En tentant de m'échapper à tout prix et au plus vite de ce guêpier, j'ai trouvé sur internet un vol Calcutta-Chennai (Madras) à 1 roupie !!! Avec les taxes, cela me revenait à 30 €, ce qui était le même prix qu'un Calcutta-Chennai en train 'air conditionné' qui aurait mis 33h alors que l'avion en aura mis 2 !

Il suffisait de trouver un train pour Calcutta (nouveau nom Kolkata) mais impossible car ils étaient tous plein, cette ligne étant très touristique. C'était aussi sans compter les pannes de courant qui ne me facilitait pas la tâche pour trouver un moyen de déguerpir au plus vite.

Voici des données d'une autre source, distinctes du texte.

//! Error types for nav-output.

use thiserror::Error;

/// Errors that can occur when writing session output.
#[derive(Debug, Error)]
pub enum OutputError {
    #[error("I/O error: {0}")]
    Io(#[from] std::io::Error),

    #[error("CSV write error: {0}")]
    Csv(#[from] csv::Error),
}

/// Alias for `Result<T, OutputError>`.
pub type OutputResult<T> = Result<T, OutputError>;
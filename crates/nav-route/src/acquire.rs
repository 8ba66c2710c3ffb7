//! Route acquisition and rerouting.
//!
//! # Acquisition strategies
//!
//! 1. **Primary** — request alternatives for `(start, end)`.
//! 2. **Widening** — if fewer than `max_alternatives` came back, request
//!    single routes through via points offset to either side of the first
//!    geometry.  Best effort; failures are logged and skipped.
//! 3. **Fallback** — if the primary request failed or returned nothing,
//!    request a single plain route.
//! 4. **Direct** — if that fails too, synthesize a straight-line route and
//!    attach a [`FallbackNotice`].
//!
//! Raw geometries are simplified, annotated with their obstacle-intersection
//! count, deduplicated, capped, and sorted ascending by distance.
//!
//! # Reroute cycle
//!
//! [`RouteAcquirer::reroute`] tries, in order: the shortest precomputed
//! alternative that passes by the halt point and is clear from there on, a
//! provider route avoiding obstacle polygons at `avoid_scale_first`, then one
//! at `avoid_scale_retry`.  The returned route always starts exactly at the halt
//! point.

use nav_core::{GeoPoint, NavConfig, NavError, NavResult, Route};
use nav_geo::{DedupParams, SimplifyParams, closest_point_on_path, select_distinct, simplify};
use nav_obstacle::{
    Obstacle, avoidance_polygons, departure_intersects_obstacle, route_obstacle_intersections,
    segment_intersects_obstacle,
};

use crate::error::{ProviderError, ProviderResult, RerouteFailure};
use crate::fallback::direct_route;
use crate::provider::{RawRoute, RouteRequest, RoutingProvider};

/// Points closer than this are treated as the same point, metres.
const SAME_START_M: f64 = 1.0;

// ── Parameters ────────────────────────────────────────────────────────────────

#[derive(Clone, Debug, PartialEq)]
pub struct AcquireParams {
    pub simplify:                SimplifyParams,
    pub dedup:                   DedupParams,
    pub max_alternatives:        usize,
    pub walking_speed_m_per_min: f64,
    /// Safety margin for candidate route segments, metres.
    pub segment_margin_m:        f64,
    /// A precomputed alternative is reused only if it passes this close to
    /// the halt point, metres.
    pub alternative_join_m:      f64,
    /// Perpendicular distance of widening via points, metres.
    pub via_offset_m:            f64,
    /// Upper bound on widening requests per acquisition.
    pub max_via_requests:        usize,
    pub avoid_scale_first:       f64,
    pub avoid_scale_retry:       f64,
}

impl AcquireParams {
    pub fn from_config(config: &NavConfig) -> Self {
        Self {
            simplify:                SimplifyParams::default(),
            dedup:                   DedupParams::default(),
            max_alternatives:        config.max_alternatives,
            walking_speed_m_per_min: config.walking_speed_m_per_min,
            segment_margin_m:        config.segment_margin_m,
            alternative_join_m:      config.segment_margin_m,
            via_offset_m:            60.0,
            max_via_requests:        6,
            avoid_scale_first:       2.0,
            avoid_scale_retry:       3.0,
        }
    }
}

impl Default for AcquireParams {
    fn default() -> Self {
        Self::from_config(&NavConfig::default())
    }
}

// ── Results ───────────────────────────────────────────────────────────────────

/// Non-fatal signal that the provider could not be used and a straight-line
/// route was synthesized instead.
#[derive(Clone, Debug, PartialEq)]
pub struct FallbackNotice {
    pub reason: ProviderError,
}

#[derive(Clone, Debug)]
pub struct Acquisition {
    /// Never empty; ascending by distance.
    pub routes: Vec<Route>,
    pub notice: Option<FallbackNotice>,
}

impl Acquisition {
    /// The shortest route.
    pub fn primary(&self) -> &Route {
        &self.routes[0]
    }

    /// Every route except the primary.
    pub fn alternatives(&self) -> &[Route] {
        &self.routes[1..]
    }
}

// ── RouteAcquirer ─────────────────────────────────────────────────────────────

/// Wraps a [`RoutingProvider`] and turns its raw geometries into ranked routes.
///
/// # Type parameter
///
/// `P` must implement [`RoutingProvider`].  Swap it at compile time for a
/// different backend with no runtime overhead.
pub struct RouteAcquirer<P: RoutingProvider> {
    pub provider: P,
    pub params:   AcquireParams,
}

impl<P: RoutingProvider> RouteAcquirer<P> {
    pub fn new(provider: P, params: AcquireParams) -> Self {
        Self { provider, params }
    }

    /// Acquire ranked candidate routes from `start` to `end`.
    ///
    /// Returns a route even with the provider down; only invalid endpoints
    /// are an error.
    pub async fn acquire(&self, start: GeoPoint, end: GeoPoint, obstacles: &[Obstacle]) -> NavResult<Acquisition> {
        for p in [start, end] {
            if !p.is_valid() {
                return Err(NavError::InvalidCoordinate { lat: p.lat, lon: p.lon });
            }
        }

        let mut raws: Vec<RawRoute> = Vec::new();
        let mut last_err = ProviderError::Empty;

        match non_empty(self.provider.fetch(&RouteRequest::alternatives(start, end)).await) {
            Ok(found) => {
                log::debug!("primary request returned {} routes", found.len());
                raws = found;
            }
            Err(e) => {
                log::warn!("primary route request failed: {e}");
                last_err = e;
            }
        }

        if !raws.is_empty() && raws.len() < self.params.max_alternatives {
            let via = widening_points(&raws[0].coordinates, &self.params);
            for point in via.into_iter().take(self.params.max_via_requests) {
                match non_empty(self.provider.fetch(&RouteRequest::single(start, end).via(point)).await) {
                    Ok(mut found) => raws.push(found.swap_remove(0)),
                    Err(e) => log::debug!("via {point} request failed: {e}"),
                }
            }
        }

        if raws.is_empty() {
            match non_empty(self.provider.fetch(&RouteRequest::single(start, end)).await) {
                Ok(found) => raws = found,
                Err(e) => {
                    log::warn!("fallback route request failed: {e}");
                    last_err = e;
                }
            }
        }

        let candidates: Vec<Route> = raws
            .into_iter()
            .filter_map(|raw| self.build_route(raw, obstacles))
            .collect();
        let routes = select_distinct(candidates, self.params.max_alternatives, &self.params.dedup);

        if routes.is_empty() {
            log::info!("using direct fallback route: {last_err}");
            let direct = direct_route(start, end, self.params.walking_speed_m_per_min)?;
            let count = route_obstacle_intersections(direct.path(), obstacles, self.params.segment_margin_m);
            return Ok(Acquisition {
                routes: vec![direct.with_obstacle_intersections(count)],
                notice: Some(FallbackNotice { reason: last_err }),
            });
        }

        Ok(Acquisition { routes, notice: None })
    }

    /// Run one reroute cycle from the halt point `from` to `end`.
    pub async fn reroute(
        &self,
        from: GeoPoint,
        end: GeoPoint,
        alternatives: &[Route],
        obstacles: &[Obstacle],
    ) -> Result<Route, RerouteFailure> {
        if let Some(route) = self.clear_alternative(from, alternatives, obstacles) {
            log::info!("reroute: reusing precomputed alternative ({:.0} m)", route.distance_m());
            return Ok(route);
        }

        let mut last_err = RerouteFailure::NoClearRoute;
        for scale in [self.params.avoid_scale_first, self.params.avoid_scale_retry] {
            let request = RouteRequest::alternatives(from, end).avoiding(avoidance_polygons(obstacles, scale));
            match non_empty(self.provider.fetch(&request).await) {
                Ok(raws) => {
                    let best = raws
                        .into_iter()
                        .filter_map(|raw| self.build_route(raw, obstacles))
                        .filter_map(|r| starting_at(from, &r, self.params.walking_speed_m_per_min))
                        .filter(|r| clear_from_halt(r.path(), obstacles, self.params.segment_margin_m))
                        .min_by(|a, b| a.distance_m().total_cmp(&b.distance_m()));
                    if let Some(route) = best {
                        log::info!("reroute: provider route at avoidance scale {scale} ({:.0} m)", route.distance_m());
                        return Ok(route);
                    }
                    log::debug!("reroute: no clear provider route at scale {scale}");
                    last_err = RerouteFailure::NoClearRoute;
                }
                Err(e) => {
                    log::warn!("reroute request at scale {scale} failed: {e}");
                    last_err = RerouteFailure::Provider(e);
                }
            }
        }
        Err(last_err)
    }

    // ── Helpers ───────────────────────────────────────────────────────────

    fn build_route(&self, raw: RawRoute, obstacles: &[Obstacle]) -> Option<Route> {
        let path = simplify(&raw.coordinates, &self.params.simplify);
        let speed = self.params.walking_speed_m_per_min;

        let built = if raw.distance_m > 0.0 && raw.duration_s > 0.0 {
            Route::new(path, raw.distance_m, raw.duration_s / 60.0)
        } else {
            Route::from_path(path, speed)
        };

        match built {
            Ok(route) => {
                let count = route_obstacle_intersections(route.path(), obstacles, self.params.segment_margin_m);
                Some(route.with_obstacle_intersections(count))
            }
            Err(e) => {
                log::debug!("discarding provider geometry: {e}");
                None
            }
        }
    }

    /// Shortest alternative that passes within `alternative_join_m` of the
    /// halt point and, joined there, clears every obstacle.
    fn clear_alternative(&self, from: GeoPoint, alternatives: &[Route], obstacles: &[Obstacle]) -> Option<Route> {
        let speed = self.params.walking_speed_m_per_min;
        alternatives
            .iter()
            .filter_map(|alt| {
                let proj = closest_point_on_path(from, alt.path());
                if proj.is_none() || proj.distance_m > self.params.alternative_join_m {
                    return None;
                }
                let mut path = vec![from];
                push_distinct(&mut path, proj.point);
                for &p in &alt.path()[proj.segment_index + 1..] {
                    push_distinct(&mut path, p);
                }
                Route::from_path(path, speed).ok()
            })
            .filter(|r| clear_from_halt(r.path(), obstacles, self.params.segment_margin_m))
            .min_by(|a, b| a.distance_m().total_cmp(&b.distance_m()))
    }
}

fn non_empty(result: ProviderResult<Vec<RawRoute>>) -> ProviderResult<Vec<RawRoute>> {
    match result {
        Ok(v) if v.is_empty() => Err(ProviderError::Empty),
        other => other,
    }
}

/// `true` if `path` is clear of obstacles.  The first leg leaves the halt
/// point, which lies within the live margin of an obstacle and may be inside
/// it, so that leg only has to move away and stay out of the obstacle itself.
fn clear_from_halt(path: &[GeoPoint], obstacles: &[Obstacle], margin_m: f64) -> bool {
    path.windows(2).enumerate().all(|(i, w)| {
        !obstacles.iter().any(|o| {
            if i == 0 {
                departure_intersects_obstacle(w[0], w[1], o, 0.0)
            } else {
                segment_intersects_obstacle(w[0], w[1], o, margin_m)
            }
        })
    })
}

/// Append `p` unless it repeats the last point.
fn push_distinct(path: &mut Vec<GeoPoint>, p: GeoPoint) {
    if path.last().is_none_or(|last| last.distance_m(p) > SAME_START_M) {
        path.push(p);
    }
}

/// Re-anchor `route` so its first point is exactly `from`.
fn starting_at(from: GeoPoint, route: &Route, speed: f64) -> Option<Route> {
    let mut path = route.path().to_vec();
    if path[0].distance_m(from) <= SAME_START_M {
        path[0] = from;
    } else {
        path.insert(0, from);
    }
    let extra = path_delta(route.path(), &path);
    let distance = (route.distance_m() + extra).max(0.0);
    Route::new(path, distance, distance / speed)
        .ok()
        .map(|r| r.with_obstacle_intersections(route.obstacle_intersections()))
}

fn path_delta(before: &[GeoPoint], after: &[GeoPoint]) -> f64 {
    nav_core::path_length_m(after) - nav_core::path_length_m(before)
}

/// Via points offset perpendicular to `reference` at its quarter points.
fn widening_points(reference: &[GeoPoint], params: &AcquireParams) -> Vec<GeoPoint> {
    let n = reference.len();
    if n < 3 {
        return Vec::new();
    }

    let mut out: Vec<GeoPoint> = Vec::new();
    for q in 1..4 {
        let idx = (n * q / 4).clamp(1, n - 2);
        let heading = reference[idx - 1].bearing_deg(reference[idx + 1]);
        for side in [90.0_f64, -90.0] {
            let dir = (heading + side).to_radians();
            let p = reference[idx].offset_m(params.via_offset_m * dir.cos(), params.via_offset_m * dir.sin());
            if !out.iter().any(|o| o.distance_m(p) < params.via_offset_m * 0.5) {
                out.push(p);
            }
        }
    }
    out
}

Varanasi s'acharne contre moi, je suis damné !
Tant pis, je vais être obligé de passer une nuit et une journée de plus ici.


Autres photos :

vue de ma guest-house.

vue sur le Gange.




Kolkata, le surlendemain après-midi.
Ouf, j'ai failli ne jamais arriver. A la gare de Varanasi hier soir, mon train avait du retard. J'ai rencontré un certain Julien qui lui voulait aller à Amristar, pointe Nord ouest de l'Inde, frontière avec le Pakistan. 24h de train, en sleeper heureusement. Seulement, son train avait 10h de retard quand moi je suis arrivé vers 18h à la gare... Il pétait les plombs... D'autant plus que toutes les heures, on lui disait que son train n'avait qu'une heure de retard... On lui a fait le coup 10 fois... Il devait partir à 8h du mat', il était 6h du soir... Et il commençât à se produire le même schéma pour moi. A 7h et des brouettes, le train n'est pas arrivé comme pourtant prévu et il est reporté une heure plus tard. A 8h toujours rien, prévu pour 9h etc....
Finalement Julien tout comme moi prendrons nos trains et nos retards respectifs et nous partirons chacun de notre côté.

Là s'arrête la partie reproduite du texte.